● **AIM OF THE EXERCISE**
Copy each line below that includes "Future".

(Saved entries)
:::

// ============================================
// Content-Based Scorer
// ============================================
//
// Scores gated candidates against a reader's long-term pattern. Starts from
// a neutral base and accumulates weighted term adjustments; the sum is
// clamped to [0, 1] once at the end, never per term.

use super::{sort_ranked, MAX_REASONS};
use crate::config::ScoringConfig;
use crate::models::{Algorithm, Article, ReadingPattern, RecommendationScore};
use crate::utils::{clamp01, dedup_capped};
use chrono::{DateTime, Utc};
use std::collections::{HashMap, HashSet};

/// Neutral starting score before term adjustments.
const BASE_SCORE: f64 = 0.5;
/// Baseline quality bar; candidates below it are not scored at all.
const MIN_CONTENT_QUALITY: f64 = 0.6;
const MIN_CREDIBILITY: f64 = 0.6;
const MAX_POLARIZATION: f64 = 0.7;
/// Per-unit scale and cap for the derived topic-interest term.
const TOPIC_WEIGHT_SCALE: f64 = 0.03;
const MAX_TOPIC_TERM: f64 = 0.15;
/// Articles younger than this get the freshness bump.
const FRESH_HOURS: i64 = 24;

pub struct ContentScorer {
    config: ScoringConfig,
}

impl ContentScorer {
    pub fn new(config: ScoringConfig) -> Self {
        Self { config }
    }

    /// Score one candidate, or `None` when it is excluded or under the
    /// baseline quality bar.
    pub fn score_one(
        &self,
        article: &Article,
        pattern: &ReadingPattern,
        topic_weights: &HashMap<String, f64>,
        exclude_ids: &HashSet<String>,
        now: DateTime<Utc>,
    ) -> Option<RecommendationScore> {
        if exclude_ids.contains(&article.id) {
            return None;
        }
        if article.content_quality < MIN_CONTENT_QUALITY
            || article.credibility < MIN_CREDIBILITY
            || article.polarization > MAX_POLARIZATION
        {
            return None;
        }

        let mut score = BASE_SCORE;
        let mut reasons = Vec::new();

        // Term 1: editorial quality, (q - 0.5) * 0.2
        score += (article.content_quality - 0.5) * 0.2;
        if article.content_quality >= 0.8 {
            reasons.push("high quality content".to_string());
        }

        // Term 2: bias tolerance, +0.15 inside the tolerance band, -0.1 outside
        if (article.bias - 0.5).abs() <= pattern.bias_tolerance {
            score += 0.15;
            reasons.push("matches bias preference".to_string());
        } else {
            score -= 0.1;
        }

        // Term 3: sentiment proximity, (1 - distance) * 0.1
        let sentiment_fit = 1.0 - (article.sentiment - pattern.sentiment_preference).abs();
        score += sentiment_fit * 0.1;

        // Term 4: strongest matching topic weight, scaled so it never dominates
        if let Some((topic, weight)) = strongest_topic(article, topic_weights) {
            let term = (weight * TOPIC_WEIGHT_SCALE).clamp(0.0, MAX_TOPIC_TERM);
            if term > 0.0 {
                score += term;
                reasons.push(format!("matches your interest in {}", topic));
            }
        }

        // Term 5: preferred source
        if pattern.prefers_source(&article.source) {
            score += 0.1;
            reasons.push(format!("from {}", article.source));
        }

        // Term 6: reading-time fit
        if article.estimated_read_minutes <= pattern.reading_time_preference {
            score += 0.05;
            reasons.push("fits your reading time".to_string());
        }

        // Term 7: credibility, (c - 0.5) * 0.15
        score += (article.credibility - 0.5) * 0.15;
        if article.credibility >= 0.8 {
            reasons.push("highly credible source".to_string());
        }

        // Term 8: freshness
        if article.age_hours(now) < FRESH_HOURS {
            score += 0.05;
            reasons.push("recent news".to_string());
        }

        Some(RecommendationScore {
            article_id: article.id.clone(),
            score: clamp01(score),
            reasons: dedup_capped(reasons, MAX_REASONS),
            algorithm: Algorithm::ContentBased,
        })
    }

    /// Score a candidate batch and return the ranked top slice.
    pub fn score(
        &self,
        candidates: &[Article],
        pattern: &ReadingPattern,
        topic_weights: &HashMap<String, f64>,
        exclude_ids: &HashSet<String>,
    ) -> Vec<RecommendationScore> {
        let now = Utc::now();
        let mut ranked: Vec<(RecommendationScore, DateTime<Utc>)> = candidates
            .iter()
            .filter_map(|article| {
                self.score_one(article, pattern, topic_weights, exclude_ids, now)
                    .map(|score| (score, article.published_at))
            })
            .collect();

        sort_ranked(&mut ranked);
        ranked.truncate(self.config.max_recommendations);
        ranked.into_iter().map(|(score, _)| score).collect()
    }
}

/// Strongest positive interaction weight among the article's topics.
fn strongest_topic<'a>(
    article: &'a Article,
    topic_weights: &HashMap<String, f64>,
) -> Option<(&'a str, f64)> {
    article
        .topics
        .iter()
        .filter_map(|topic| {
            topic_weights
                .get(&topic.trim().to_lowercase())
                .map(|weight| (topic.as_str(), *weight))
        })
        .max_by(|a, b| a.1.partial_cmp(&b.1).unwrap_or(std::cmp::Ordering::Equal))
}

:::

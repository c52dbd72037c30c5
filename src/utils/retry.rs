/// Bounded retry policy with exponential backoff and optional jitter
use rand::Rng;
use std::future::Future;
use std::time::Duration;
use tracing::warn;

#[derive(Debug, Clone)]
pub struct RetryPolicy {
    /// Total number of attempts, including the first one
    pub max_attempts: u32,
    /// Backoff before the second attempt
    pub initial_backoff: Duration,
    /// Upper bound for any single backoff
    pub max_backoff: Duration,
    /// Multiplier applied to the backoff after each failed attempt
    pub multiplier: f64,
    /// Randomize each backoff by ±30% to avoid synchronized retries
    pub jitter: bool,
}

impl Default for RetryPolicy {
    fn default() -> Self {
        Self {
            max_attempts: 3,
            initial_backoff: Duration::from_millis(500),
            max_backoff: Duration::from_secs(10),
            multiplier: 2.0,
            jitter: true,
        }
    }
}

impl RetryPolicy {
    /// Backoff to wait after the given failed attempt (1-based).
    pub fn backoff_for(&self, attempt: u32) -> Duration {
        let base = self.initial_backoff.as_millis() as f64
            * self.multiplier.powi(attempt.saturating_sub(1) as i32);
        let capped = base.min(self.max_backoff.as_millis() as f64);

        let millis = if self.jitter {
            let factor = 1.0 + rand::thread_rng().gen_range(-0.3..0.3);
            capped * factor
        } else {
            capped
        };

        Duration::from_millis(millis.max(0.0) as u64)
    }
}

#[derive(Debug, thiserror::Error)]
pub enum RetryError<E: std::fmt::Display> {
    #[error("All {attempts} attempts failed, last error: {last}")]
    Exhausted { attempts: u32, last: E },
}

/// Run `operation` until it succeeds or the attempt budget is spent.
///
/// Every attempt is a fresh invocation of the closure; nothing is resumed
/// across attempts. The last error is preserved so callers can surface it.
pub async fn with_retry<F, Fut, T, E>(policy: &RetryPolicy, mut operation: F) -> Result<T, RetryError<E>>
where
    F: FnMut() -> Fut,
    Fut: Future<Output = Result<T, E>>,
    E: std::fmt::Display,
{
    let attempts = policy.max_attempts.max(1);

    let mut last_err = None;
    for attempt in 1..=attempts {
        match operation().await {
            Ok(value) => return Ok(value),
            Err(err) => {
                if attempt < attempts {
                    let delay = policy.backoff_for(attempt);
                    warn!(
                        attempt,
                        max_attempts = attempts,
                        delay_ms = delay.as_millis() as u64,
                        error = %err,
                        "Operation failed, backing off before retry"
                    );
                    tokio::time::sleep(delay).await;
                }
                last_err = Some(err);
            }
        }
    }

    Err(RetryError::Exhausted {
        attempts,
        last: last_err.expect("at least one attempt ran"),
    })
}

:::

● **WRITTEN SOLUTION**
use std::future::Future;
    Fut: Future<Output = Result<T, E>>,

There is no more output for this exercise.